I tried to only maintain it offline, on my computer. It’s, for sure, the most secure way. Anything that is on the internet, even if it’s secured, could be hacked. But sometimes I want to write while away from home. On a trip, for instance.

I looked for a solution that was hosted online, secure (bonus if it was encrypted), and versatile (super bonus if it was open source). I tried some days using SimpleNote, and then Notion. Notion is very nice, and I was using it not only to write my journal, but also I started to use it to track some daily routines, like checking weight, sleep time, and amount of water that I’ve consumed.

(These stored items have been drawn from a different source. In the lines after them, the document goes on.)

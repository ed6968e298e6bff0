use crate::app_config::{AppConfig, Environment};
use crate::ConfigError;

/// Load application configuration from environment variables.
///
/// Calls `dotenvy::dotenv().ok()` to load `.env` files before reading env vars.
///
/// # Errors
///
/// Returns `ConfigError` if a value is present but invalid.
pub fn load_app_config() -> Result<AppConfig, ConfigError> {
    dotenvy::dotenv().ok();
    load_app_config_from_env()
}

/// Load application configuration from environment variables already in the process.
///
/// Unlike [`load_app_config`], this does NOT load `.env` files.
///
/// # Errors
///
/// Returns `ConfigError` if a value is present but invalid.
pub fn load_app_config_from_env() -> Result<AppConfig, ConfigError> {
    build_app_config(|key| std::env::var(key))
}

/// Build application configuration using the provided env-var lookup function.
///
/// Decoupled from the real environment so tests can drive it with a `HashMap`.
fn build_app_config<F>(lookup: F) -> Result<AppConfig, ConfigError>
where
    F: Fn(&str) -> Result<String, std::env::VarError>,
{
    use std::net::SocketAddr;
    use std::path::PathBuf;

    let or_default = |var: &str, default: &str| -> String {
        lookup(var).unwrap_or_else(|_| default.to_string())
    };

    let invalid = |var: &str, reason: String| ConfigError::InvalidEnvVar {
        var: var.to_string(),
        reason,
    };

    let env = parse_environment(&or_default("ULASAN_ENV", "development"))?;
    let log_level = or_default("ULASAN_LOG_LEVEL", "info");
    let data_dir = PathBuf::from(or_default("ULASAN_DATA_DIR", "./Data/Raw"));
    let lexicons_path = lookup("ULASAN_LEXICONS_PATH")
        .ok()
        .map(|raw| raw.trim().to_string())
        .filter(|raw| !raw.is_empty())
        .map(PathBuf::from);

    let bind_addr = or_default("ULASAN_BIND_ADDR", "0.0.0.0:3000")
        .parse::<SocketAddr>()
        .map_err(|e| invalid("ULASAN_BIND_ADDR", e.to_string()))?;

    let display_limit = or_default("ULASAN_DISPLAY_LIMIT", "10")
        .parse::<usize>()
        .map_err(|e| invalid("ULASAN_DISPLAY_LIMIT", e.to_string()))?;
    if display_limit == 0 {
        return Err(invalid(
            "ULASAN_DISPLAY_LIMIT",
            "must be at least 1".to_string(),
        ));
    }

    Ok(AppConfig {
        env,
        log_level,
        data_dir,
        lexicons_path,
        bind_addr,
        display_limit,
    })
}

/// Parse a string into an `Environment` variant.
fn parse_environment(s: &str) -> Result<Environment, ConfigError> {
    match s {
        "development" => Ok(Environment::Development),
        "test" => Ok(Environment::Test),
        "production" => Ok(Environment::Production),
        other => Err(ConfigError::InvalidEnvVar {
            var: "ULASAN_ENV".to_string(),
            reason: format!("unknown environment '{other}'"),
        }),
    }
}

#[cfg(test)]
#[path = "config_test.rs"]
mod tests;
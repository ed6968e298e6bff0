//! The stemming/stopword capability the normalizer delegates to.

use crate::error::TextError;
use crate::stemmer::IndonesianStemmer;
use crate::stopwords::StopwordFilter;

/// Language-specific reduction of whitespace-joined text.
///
/// Implementations must preserve word order, be deterministic, and have no
/// side effects. Errors abort only the operation that triggered them.
pub trait Morphology: Send + Sync {
    /// Remove stopwords from space-separated `text`.
    ///
    /// # Errors
    ///
    /// Returns [`TextError::Stopwords`] if the capability fails.
    fn remove_stopwords(&self, text: &str) -> Result<String, TextError>;

    /// Stem every word of space-separated `text`.
    ///
    /// # Errors
    ///
    /// Returns [`TextError::Stemming`] if the capability fails.
    fn stem(&self, text: &str) -> Result<String, TextError>;
}

/// Built-in Indonesian stopword list plus dictionary stemmer.
#[derive(Debug, Clone, Default)]
pub struct IndonesianMorphology {
    stopwords: StopwordFilter,
    stemmer: IndonesianStemmer,
}

impl IndonesianMorphology {
    #[must_use]
    pub fn new() -> Self {
        Self::default()
    }

    /// Protect extra words from stemming by registering them as roots.
    #[must_use]
    pub fn with_roots<I, S>(mut self, roots: I) -> Self
    where
        I: IntoIterator<Item = S>,
        S: AsRef<str>,
    {
        self.stemmer = self.stemmer.with_roots(roots);
        self
    }

    /// Register `words` as roots and exempt them from stopword removal.
    #[must_use]
    pub fn with_protected_words<I, S>(mut self, words: I) -> Self
    where
        I: IntoIterator<Item = S>,
        S: AsRef<str>,
    {
        let words: Vec<String> = words.into_iter().map(|w| w.as_ref().to_owned()).collect();
        self.stopwords = self.stopwords.with_kept_words(&words);
        self.with_roots(words)
    }
}

impl Morphology for IndonesianMorphology {
    fn remove_stopwords(&self, text: &str) -> Result<String, TextError> {
        Ok(self.stopwords.remove(text))
    }

    fn stem(&self, text: &str) -> Result<String, TextError> {
        Ok(self.stemmer.stem_text(text))
    }
}
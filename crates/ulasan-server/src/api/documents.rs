use axum::{
    extract::{Path, Query, State},
    Extension, Json,
};
use serde::Deserialize;
use ulasan_corpus::DocumentRecord;
use ulasan_sentiment::Category;

use crate::middleware::RequestId;

use super::{normalize_limit, require_corpus, ApiError, ApiResponse, AppState, ResponseMeta};

const DEFAULT_PAGE: usize = 50;

#[derive(Debug, Deserialize)]
pub(super) struct DocumentsQuery {
    pub category: Option<String>,
    pub limit: Option<usize>,
}

pub(super) async fn list_documents(
    State(state): State<AppState>,
    Extension(req_id): Extension<RequestId>,
    Query(query): Query<DocumentsQuery>,
) -> Result<Json<ApiResponse<Vec<DocumentRecord>>>, ApiError> {
    let category = query
        .category
        .as_deref()
        .map(str::parse::<Category>)
        .transpose()
        .map_err(|e| ApiError::new(req_id.0.clone(), "bad_request", e.to_string()))?;
    let corpus = require_corpus(&state, &req_id.0)?;
    let limit = normalize_limit(query.limit, DEFAULT_PAGE);

    let data = corpus
        .documents()
        .iter()
        .filter(|doc| category.is_none_or(|c| doc.category == c))
        .take(limit)
        .cloned()
        .collect();

    Ok(Json(ApiResponse {
        data,
        meta: ResponseMeta::new(req_id.0),
    }))
}

pub(super) async fn get_document(
    State(state): State<AppState>,
    Extension(req_id): Extension<RequestId>,
    Path(id): Path<usize>,
) -> Result<Json<ApiResponse<DocumentRecord>>, ApiError> {
    let corpus = require_corpus(&state, &req_id.0)?;
    let Some(document) = corpus.get(id).cloned() else {
        return Err(ApiError::new(
            req_id.0,
            "not_found",
            format!("document {id} not found"),
        ));
    };

    Ok(Json(ApiResponse {
        data: document,
        meta: ResponseMeta::new(req_id.0),
    }))
}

But again I was not very confident about security. So, I’ve exported everything and decided to host it only on my computer. This time, with a caveat: I was liking the usage of Hugo static site generator, so I designed a blog front end and only enable it locally. And use git to track changes and host at GitLab. If eventually I’m not at home and want to write, I could find an app to connect to the repository and write. Months passed, but I’ve never found a mobile app. So I was locked to just write locally or access the repository using VS Code or whatever.

Finally, the Main Topic

The other day I decided to check Netlify CMS. Created by Netlify hosting service, it tries to create a dynamic admin front end to manage static websites. The result will still be very much static, but the admin section is a single page with a JavaScript script that will do everything. It will communicate with an online git repository and commit any new post. The authentication is done through the git service, GitLab in my case. It could be GitHub or any other git service. If the user does not have access to the repository, the admin page will be blank. It reads the source in real-time.

Besides, I could also host the final journal online using GitLab pages, but with settings that are only visible to maintainers. The same authentication would be required to see both the front-end and admin pages. Nice solution.

Netlify CMS is VERY simple. I can only imagine how complex is under the hook, but the final experience for users is simplistic. However, it does the job: I can now access and write my journals from anywhere, including the browser on my phone.

The system relies on a monolithic configuration file that is hosted side by side with the content in the git repository. Traversing all the posts from a remote git repository is very slow and not efficient. I cannot imagine dealing with a more complex team structure using it at the same time.

A neat feature is the draft mode: it creates automatically a fork with the draft content. Only when the user clicks “Release”, it merges the content into the main branch and publishes. Netlify CMS does not require Netlify itself, but they are nicely integrated if you decided to use it.

After the successful first experience with my diary, I implemented it in my blog. By the way, this very post was written using this pseudo-CMS!